> _PROBLEM REQUIREMENTS_:
From top to bottom, each entry below must be reproduced exactly.

== SUPPLIED RECORDS ==

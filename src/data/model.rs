use std::collections::BTreeSet;
use std::fmt;

use super::month;

// ---------------------------------------------------------------------------
// CellValue – a single spreadsheet cell
// ---------------------------------------------------------------------------

/// A dynamically-typed cell as read from the workbook.
#[derive(Debug, Clone, PartialEq)]
pub enum CellValue {
    String(String),
    Integer(i64),
    Float(f64),
    Bool(bool),
    Null,
}

impl fmt::Display for CellValue {
    fn fmt(&self, f: &mut fmt::Formatter<'_>) -> fmt::Result {
        match self {
            CellValue::String(s) => write!(f, "{s}"),
            CellValue::Integer(i) => write!(f, "{i}"),
            // Whole floats print like integers so `42.0` ids read as `42`.
            CellValue::Float(v) if v.is_finite() && v.fract() == 0.0 => write!(f, "{v:.0}"),
            CellValue::Float(v) => write!(f, "{v}"),
            CellValue::Bool(b) => write!(f, "{b}"),
            CellValue::Null => Ok(()),
        }
    }
}

impl CellValue {
    pub fn as_f64(&self) -> Option<f64> {
        match self {
            CellValue::Float(v) => Some(*v),
            CellValue::Integer(i) => Some(*i as f64),
            _ => None,
        }
    }

    pub fn is_null(&self) -> bool {
        match self {
            CellValue::Null => true,
            CellValue::String(s) => s.trim().is_empty(),
            _ => false,
        }
    }

    /// Trimmed text form, `None` for empty cells.
    pub fn as_text(&self) -> Option<String> {
        if self.is_null() {
            return None;
        }
        Some(self.to_string().trim().to_string())
    }
}

// ---------------------------------------------------------------------------
// Record – one cancellation event (one sheet row)
// ---------------------------------------------------------------------------

#[derive(Debug, Clone, PartialEq)]
pub struct Record {
    /// Entry month exactly as read from the sheet.
    pub month_raw: CellValue,
    /// Resolved month; may be out of 1..=12 when the source is.
    pub month: Option<u32>,
    /// `"MM - Label"`, empty when the month is unresolved.
    pub month_label: String,
    pub year: Option<i32>,
    pub product: Option<String>,
    pub class: Option<String>,
    pub division: Option<String>,
    /// Aggregation weight, 1 when the sheet has no unit column.
    pub units: f64,
}

impl Record {
    /// Build a record and derive the month label from the resolved month.
    pub fn new(month_raw: CellValue, month: Option<u32>, year: Option<i32>) -> Self {
        Self {
            month_raw,
            month,
            month_label: month::full_label(month),
            year,
            product: None,
            class: None,
            division: None,
            units: 1.0,
        }
    }
}

#[cfg(test)]
impl Record {
    pub fn with_product(mut self, product: impl Into<String>) -> Self {
        self.product = Some(product.into());
        self
    }

    pub fn with_class(mut self, class: impl Into<String>) -> Self {
        self.class = Some(class.into());
        self
    }

    pub fn with_division(mut self, division: impl Into<String>) -> Self {
        self.division = Some(division.into());
        self
    }

    pub fn with_units(mut self, units: f64) -> Self {
        self.units = units;
        self
    }
}

// ---------------------------------------------------------------------------
// Dataset – the complete loaded sheet
// ---------------------------------------------------------------------------

/// Which optional columns the source sheet carried. Grouped charts are gated
/// on these, not on whether any row has a value.
#[derive(Debug, Clone, Copy, Default, PartialEq, Eq)]
pub struct ColumnPresence {
    pub product: bool,
    pub class: bool,
    pub division: bool,
    pub units: bool,
}

/// The loaded records. Never mutated after load; a new upload replaces it.
#[derive(Debug, Clone, Default)]
pub struct Dataset {
    pub records: Vec<Record>,
    pub columns: ColumnPresence,
}

impl Dataset {
    pub fn new(records: Vec<Record>, columns: ColumnPresence) -> Self {
        Self { records, columns }
    }

    /// Number of records.
    pub fn len(&self) -> usize {
        self.records.len()
    }

    /// Whether the dataset is empty.
    pub fn is_empty(&self) -> bool {
        self.records.is_empty()
    }

    /// Distinct selectable values, computed once per load.
    pub fn dimensions(&self) -> Dimensions {
        Dimensions::from_dataset(self)
    }
}

// ---------------------------------------------------------------------------
// Dimensions – selectable filter values
// ---------------------------------------------------------------------------

#[derive(Debug, Clone, Default, PartialEq, Eq)]
pub struct Dimensions {
    /// Sorted ascending, yearless records dropped.
    pub years: Vec<i32>,
    /// Sorted ascending; empty when the sheet has no product column.
    pub products: Vec<String>,
}

impl Dimensions {
    pub fn from_dataset(dataset: &Dataset) -> Self {
        let years: BTreeSet<i32> = dataset.records.iter().filter_map(|r| r.year).collect();
        let products: BTreeSet<&str> = if dataset.columns.product {
            dataset
                .records
                .iter()
                .filter_map(|r| r.product.as_deref())
                .collect()
        } else {
            BTreeSet::new()
        };

        Self {
            years: years.into_iter().collect(),
            products: products.into_iter().map(str::to_string).collect(),
        }
    }
}
mod app;
mod color;
mod config;
mod data;
mod state;
mod ui;

use std::sync::Arc;

use anyhow::{anyhow, Result};
use app::ResiliationsApp;
use config::DashboardConfig;
use data::loader::LoadCache;
use eframe::egui;

fn main() -> Result<()> {
    env_logger::init();

    let config = DashboardConfig::resolve()?;
    log::info!(
        "Primary source: {} [{}]",
        config.data_path.display(),
        config.sheet
    );
    let cache = Arc::new(LoadCache::new());

    let options = eframe::NativeOptions {
        viewport: egui::ViewportBuilder::default()
            .with_inner_size([1280.0, 900.0])
            .with_min_inner_size([720.0, 480.0]),
        ..Default::default()
    };

    eframe::run_native(
        "Résiliations — Dashboard",
        options,
        Box::new(move |_cc| Ok(Box::new(ResiliationsApp::new(config, cache)))),
    )
    .map_err(|e| anyhow!("running the dashboard window: {e}"))
}
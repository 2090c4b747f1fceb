use std::collections::BTreeSet;

use super::model::{Dataset, Dimensions, Record};

// ---------------------------------------------------------------------------
// Filter selection: the sidebar state
// ---------------------------------------------------------------------------

/// Everything the user picked in the sidebar. Lives only for the session.
#[derive(Debug, Clone, Default, PartialEq, Eq)]
pub struct FilterSelection {
    /// Selected products. Empty means "no filter", not "exclude everything".
    pub products: BTreeSet<String>,
    /// Year drawn as bars in the comparison chart.
    pub bar_year: Option<i32>,
    /// Year drawn as a line in the comparison chart.
    pub line_year: Option<i32>,
    /// Years averaged into the "Moyenne" line.
    pub mean_years: BTreeSet<i32>,
}

impl FilterSelection {
    /// Initial selection for a freshly loaded dataset: every product, the
    /// latest year as bars, the one before as a line, and the configured
    /// averaging years that actually occur.
    pub fn initial(dims: &Dimensions, default_mean_years: &[i32]) -> Self {
        let bar_year = dims.years.last().copied();
        let line_year = if dims.years.len() > 1 {
            dims.years.get(dims.years.len() - 2).copied()
        } else {
            dims.years.first().copied()
        };

        Self {
            products: dims.products.iter().cloned().collect(),
            bar_year,
            line_year,
            mean_years: default_mean_years
                .iter()
                .copied()
                .filter(|y| dims.years.contains(y))
                .collect(),
        }
    }
}

/// Records passing the product selection.
///
/// * empty selection → every record
/// * otherwise → records whose product is selected (product-less records drop out)
pub fn filter_records<'a>(dataset: &'a Dataset, products: &BTreeSet<String>) -> Vec<&'a Record> {
    if products.is_empty() {
        return dataset.records.iter().collect();
    }
    dataset
        .records
        .iter()
        .filter(|r| r.product.as_ref().is_some_and(|p| products.contains(p)))
        .collect()
}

===

> _ANSWER TO THIS EXERCISE_:
filename src/data/model.rs
use std::collections::BTreeSet;
use std::fmt;

use super::month;

// ---------------------------------------------------------------------------
// CellValue – a single spreadsheet cell
// ---------------------------------------------------------------------------

/// A dynamically-typed cell as read from the workbook.
#[derive(Debug, Clone, PartialEq)]
pub enum CellValue {
    String(String),
    Integer(i64),
    Float(f64),
    Bool(bool),
    Null,
}

impl fmt::Display for CellValue {
    fn fmt(&self, f: &mut fmt::Formatter<'_>) -> fmt::Result {
        match self {
            CellValue::String(s) => write!(f, "{s}"),
            CellValue::Integer(i) => write!(f, "{i}"),
            // Whole floats print like integers so `42.0` ids read as `42`.
            CellValue::Float(v) if v.is_finite() && v.fract() == 0.0 => write!(f, "{v:.0}"),
            CellValue::Float(v) => write!(f, "{v}"),
            CellValue::Bool(b) => write!(f, "{b}"),
            CellValue::Null => Ok(()),
        }
    }
}

impl CellValue {
    pub fn as_f64(&self) -> Option<f64> {
        match self {
            CellValue::Float(v) => Some(*v),
            CellValue::Integer(i) => Some(*i as f64),
            _ => None,
        }
    }

    pub fn is_null(&self) -> bool {
        match self {
            CellValue::Null => true,
            CellValue::String(s) => s.trim().is_empty(),
            _ => false,
        }
    }

    /// Trimmed text form, `None` for empty cells.
    pub fn as_text(&self) -> Option<String> {
        if self.is_null() {
            return None;
        }
        Some(self.to_string().trim().to_string())
    }
}

// ---------------------------------------------------------------------------
// Record – one cancellation event (one sheet row)
// ---------------------------------------------------------------------------

#[derive(Debug, Clone, PartialEq)]
pub struct Record {
    /// Entry month exactly as read from the sheet.
    pub month_raw: CellValue,
    /// Resolved month; may be out of 1..=12 when the source is.
    pub month: Option<u32>,
    /// `"MM - Label"`, empty when the month is unresolved.
    pub month_label: String,
    pub year: Option<i32>,
    pub product: Option<String>,
    pub class: Option<String>,
    pub division: Option<String>,
    /// Aggregation weight, 1 when the sheet has no unit column.
    pub units: f64,
}

impl Record {
    /// Build a record and derive the month label from the resolved month.
    pub fn new(month_raw: CellValue, month: Option<u32>, year: Option<i32>) -> Self {
        Self {
            month_raw,
            month,
            month_label: month::full_label(month),
            year,
            product: None,
            class: None,
            division: None,
            units: 1.0,
        }
    }
}

#[cfg(test)]
impl Record {
    pub fn with_product(mut self, product: impl Into<String>) -> Self {
        self.product = Some(product.into());
        self
    }

    pub fn with_class(mut self, class: impl Into<String>) -> Self {
        self.class = Some(class.into());
        self
    }

    pub fn with_division(mut self, division: impl Into<String>) -> Self {
        self.division = Some(division.into());
        self
    }

    pub fn with_units(mut self, units: f64) -> Self {
        self.units = units;
        self
    }
}

// ---------------------------------------------------------------------------
// Dataset – the complete loaded sheet
// ---------------------------------------------------------------------------

/// Which optional columns the source sheet carried. Grouped charts are gated
/// on these, not on whether any row has a value.
#[derive(Debug, Clone, Copy, Default, PartialEq, Eq)]
pub struct ColumnPresence {
    pub product: bool,
    pub class: bool,
    pub division: bool,
    pub units: bool,
}

/// The loaded records. Never mutated after load; a new upload replaces it.
#[derive(Debug, Clone, Default)]
pub struct Dataset {
    pub records: Vec<Record>,
    pub columns: ColumnPresence,
}

impl Dataset {
    pub fn new(records: Vec<Record>, columns: ColumnPresence) -> Self {
        Self { records, columns }
    }

    /// Number of records.
    pub fn len(&self) -> usize {
        self.records.len()
    }

    /// Whether the dataset is empty.
    pub fn is_empty(&self) -> bool {
        self.records.is_empty()
    }

    /// Distinct selectable values, computed once per load.
    pub fn dimensions(&self) -> Dimensions {
        Dimensions::from_dataset(self)
    }
}

// ---------------------------------------------------------------------------
// Dimensions – selectable filter values
// ---------------------------------------------------------------------------

#[derive(Debug, Clone, Default, PartialEq, Eq)]
pub struct Dimensions {
    /// Sorted ascending, yearless records dropped.
    pub years: Vec<i32>,
    /// Sorted ascending; empty when the sheet has no product column.
    pub products: Vec<String>,
}

impl Dimensions {
    pub fn from_dataset(dataset: &Dataset) -> Self {
        let years: BTreeSet<i32> = dataset.records.iter().filter_map(|r| r.year).collect();
        let products: BTreeSet<&str> = if dataset.columns.product {
            dataset
                .records
                .iter()
                .filter_map(|r| r.product.as_deref())
                .collect()
        } else {
            BTreeSet::new()
        };

        Self {
            years: years.into_iter().collect(),
            products: products.into_iter().map(str::to_string).collect(),
        }
    }
}
mod app;
mod color;
mod config;
mod data;
mod state;
mod ui;

use std::sync::Arc;

use anyhow::{anyhow, Result};
use app::ResiliationsApp;
use config::DashboardConfig;
use data::loader::LoadCache;
use eframe::egui;

fn main() -> Result<()> {
    env_logger::init();

    let config = DashboardConfig::resolve()?;
    log::info!(
        "Primary source: {} [{}]",
        config.data_path.display(),
        config.sheet
    );
    let cache = Arc::new(LoadCache::new());

    let options = eframe::NativeOptions {
        viewport: egui::ViewportBuilder::default()
            .with_inner_size([1280.0, 900.0])
            .with_min_inner_size([720.0, 480.0]),
        ..Default::default()
    };

    eframe::run_native(
        "Résiliations — Dashboard",
        options,
        Box::new(move |_cc| Ok(Box::new(ResiliationsApp::new(config, cache)))),
    )
    .map_err(|e| anyhow!("running the dashboard window: {e}"))
}
repository 2090c4b747f1fceb
use std::collections::BTreeSet;

use super::model::{Dataset, Dimensions, Record};

// ---------------------------------------------------------------------------
// Filter selection: the sidebar state
// ---------------------------------------------------------------------------

/// Everything the user picked in the sidebar. Lives only for the session.
#[derive(Debug, Clone, Default, PartialEq, Eq)]
pub struct FilterSelection {
    /// Selected products. Empty means "no filter", not "exclude everything".
    pub products: BTreeSet<String>,
    /// Year drawn as bars in the comparison chart.
    pub bar_year: Option<i32>,
    /// Year drawn as a line in the comparison chart.
    pub line_year: Option<i32>,
    /// Years averaged into the "Moyenne" line.
    pub mean_years: BTreeSet<i32>,
}

impl FilterSelection {
    /// Initial selection for a freshly loaded dataset: every product, the
    /// latest year as bars, the one before as a line, and the configured
    /// averaging years that actually occur.
    pub fn initial(dims: &Dimensions, default_mean_years: &[i32]) -> Self {
        let bar_year = dims.years.last().copied();
        let line_year = if dims.years.len() > 1 {
            dims.years.get(dims.years.len() - 2).copied()
        } else {
            dims.years.first().copied()
        };

        Self {
            products: dims.products.iter().cloned().collect(),
            bar_year,
            line_year,
            mean_years: default_mean_years
                .iter()
                .copied()
                .filter(|y| dims.years.contains(y))
                .collect(),
        }
    }
}

/// Records passing the product selection.
///
/// * empty selection → every record
/// * otherwise → records whose product is selected (product-less records drop out)
pub fn filter_records<'a>(dataset: &'a Dataset, products: &BTreeSet<String>) -> Vec<&'a Record> {
    if products.is_empty() {
        return dataset.records.iter().collect();
    }
    dataset
        .records
        .iter()
        .filter(|r| r.product.as_ref().is_some_and(|p| products.contains(p)))
        .collect()
}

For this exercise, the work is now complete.